Pianissimo is a Japanese brand of cigarettes, currently owned and manufactured by Japan Tobacco.

Description
Originally it was sold as a light variant of the Salem brand in 1995 which was made by the R. J. Reynolds Tobacco Company. Japan Tobacco acquired the overseas division of RJR and made the Pianissimo brand independent in June 2004. It was first launched and tested in July 2005 in the Miyagi (宮城) and Yamagata (山形) prefectures, and then introduced nationwide in October 2005 Since May 1, 2005, JT handles stocks (Domestic production). Since then, other variants like Petil and Franc were added and other JT Menthol brands were made into Pianissimo.

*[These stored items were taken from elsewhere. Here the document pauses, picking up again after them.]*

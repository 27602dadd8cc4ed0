//! Node configuration with TOML file support.

use serde::{Deserialize, Serialize};
use std::path::PathBuf;

use crate::logging::LogFormat;
use crate::NodeError;

/// Configuration for a Shentu node.
///
/// Can be loaded from a TOML file via [`NodeConfig::from_toml_file`] or
/// built programmatically (e.g. for tests).
#[derive(Clone, Debug, PartialEq, Eq, Serialize, Deserialize)]
pub struct NodeConfig {
    /// Chain the node serves. Genesis files for other chains are refused.
    #[serde(default = "default_chain_id")]
    pub chain_id: String,

    /// Genesis file to load when none is given on the command line.
    #[serde(default)]
    pub genesis_path: Option<PathBuf>,

    /// Stop before processing any block above this height (0 = never).
    #[serde(default)]
    pub halt_height: u64,

    /// Upgrade plans this binary knows how to apply.
    #[serde(default)]
    pub upgrade_handlers: Vec<String>,

    /// Log format: "human" or "json".
    #[serde(default = "default_log_format")]
    pub log_format: String,

    /// Log level filter: "trace", "debug", "info", "warn", "error".
    #[serde(default = "default_log_level")]
    pub log_level: String,
}

// ── Serde default helpers ──────────────────────────────────────────────

fn default_chain_id() -> String {
    "shentu-dev".to_string()
}

fn default_log_format() -> String {
    "human".to_string()
}

fn default_log_level() -> String {
    "info".to_string()
}

// ── Impl ───────────────────────────────────────────────────────────────

impl NodeConfig {
    /// Load configuration from a TOML file.
    pub fn from_toml_file(path: &str) -> Result<Self, NodeError> {
        let content =
            std::fs::read_to_string(path).map_err(|e| NodeError::Config(e.to_string()))?;
        Self::from_toml_str(&content)
    }

    /// Parse configuration from a TOML string.
    pub fn from_toml_str(s: &str) -> Result<Self, NodeError> {
        toml::from_str(s).map_err(|e| NodeError::Config(e.to_string()))
    }

    /// Serialize the configuration to a TOML string.
    pub fn to_toml_string(&self) -> Result<String, NodeError> {
        toml::to_string_pretty(self).map_err(|e| NodeError::Config(e.to_string()))
    }

    pub fn log_format(&self) -> Result<LogFormat, NodeError> {
        self.log_format.parse()
    }
}

impl Default for NodeConfig {
    fn default() -> Self {
        Self {
            chain_id: default_chain_id(),
            genesis_path: None,
            halt_height: 0,
            upgrade_handlers: Vec::new(),
            log_format: default_log_format(),
            log_level: default_log_level(),
        }
    }
}

#[cfg(test)]
mod tests {
    use super::*;

    #[test]
    fn default_config_round_trips_through_toml() {
        let config = NodeConfig {
            genesis_path: Some(PathBuf::from("/tmp/genesis.json")),
            upgrade_handlers: vec!["v2".to_string()],
            ..NodeConfig::default()
        };
        let toml_str = config.to_toml_string().expect("serializes");
        let parsed = NodeConfig::from_toml_str(&toml_str).expect("should parse");
        assert_eq!(parsed, config);
    }

    #[test]
    fn minimal_toml_uses_defaults() {
        let config = NodeConfig::from_toml_str("").expect("empty toml should use defaults");
        assert_eq!(config.chain_id, "shentu-dev");
        assert_eq!(config.halt_height, 0);
        assert_eq!(config.log_format().unwrap(), LogFormat::Human);
    }

    #[test]
    fn partial_toml_overrides() {
        let toml = r#"
            chain_id = "shentu-2.2"
            halt_height = 120
        "#;
        let config = NodeConfig::from_toml_str(toml).expect("should parse");
        assert_eq!(config.chain_id, "shentu-2.2");
        assert_eq!(config.halt_height, 120);
        assert_eq!(config.log_level, "info"); // default
    }

    #[test]
    fn unknown_log_format_is_a_config_error() {
        let config = NodeConfig {
            log_format: "xml".to_string(),
            ..NodeConfig::default()
        };
        assert!(matches!(config.log_format(), Err(NodeError::Config(_))));
    }

    #[test]
    fn loads_from_file() {
        let dir = tempfile::tempdir().expect("temp dir");
        let path = dir.path().join("shentu.toml");
        std::fs::write(&path, "chain_id = \"shentu-file\"\nlog_format = \"json\"\n").unwrap();
        let config = NodeConfig::from_toml_file(path.to_str().unwrap()).unwrap();
        assert_eq!(config.chain_id, "shentu-file");
        assert_eq!(config.log_format().unwrap(), LogFormat::Json);
    }

    #[test]
    fn missing_file_returns_config_error() {
        let result = NodeConfig::from_toml_file("/nonexistent/shentu.toml");
        assert!(matches!(result, Err(NodeError::Config(_))));
    }
}
//! Bank messages.

use serde::{Deserialize, Serialize};

use shentu_types::event::{ATTRIBUTE_KEY_MODULE, ATTRIBUTE_KEY_SENDER, EVENT_TYPE_MESSAGE};
use shentu_types::{AccAddress, Coins, Context, Event, HandlerResult};

use crate::error::BankError;
use crate::keeper::BankKeeper;

pub const EVENT_TYPE_TRANSFER: &str = "transfer";
pub const ATTRIBUTE_KEY_RECIPIENT: &str = "recipient";
pub const ATTRIBUTE_KEY_AMOUNT: &str = "amount";

/// Transfer coins between two accounts.
#[derive(Clone, Debug, PartialEq, Eq, Serialize, Deserialize)]
pub struct MsgSend {
    pub from_address: AccAddress,
    pub to_address: AccAddress,
    pub amount: Coins,
}

impl MsgSend {
    pub fn validate_basic(&self) -> Result<(), BankError> {
        self.amount.validate()?;
        Ok(())
    }
}

pub fn handle_msg_send(
    ctx: &mut Context,
    keeper: &BankKeeper,
    msg: &MsgSend,
) -> Result<HandlerResult, BankError> {
    msg.validate_basic()?;
    keeper.send(&msg.from_address, &msg.to_address, &msg.amount)?;

    ctx.events.emit(
        Event::new(EVENT_TYPE_TRANSFER)
            .with(ATTRIBUTE_KEY_RECIPIENT, msg.to_address.to_string())
            .with(ATTRIBUTE_KEY_AMOUNT, msg.amount.to_string()),
    );
    ctx.events.emit(
        Event::new(EVENT_TYPE_MESSAGE)
            .with(ATTRIBUTE_KEY_MODULE, crate::MODULE_NAME)
            .with(ATTRIBUTE_KEY_SENDER, msg.from_address.to_string()),
    );
    Ok(HandlerResult::with_events(ctx.events.events().to_vec()))
}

Like Virginia S made by Altria, it is a cigarette specifically aimed at women.

The word Pianissimo refers to the musical dynamics and volumes of sounds or notes. The word pêche is a French term meaning "peach," as well as the peach taste that the cigarettes contain. Produced and sold almost exclusively in Japan, the cigarettes are sold as 20 Cigarettes Per Pack, 10 Packs Per Carton, and 200 Cigarettes Per Carton.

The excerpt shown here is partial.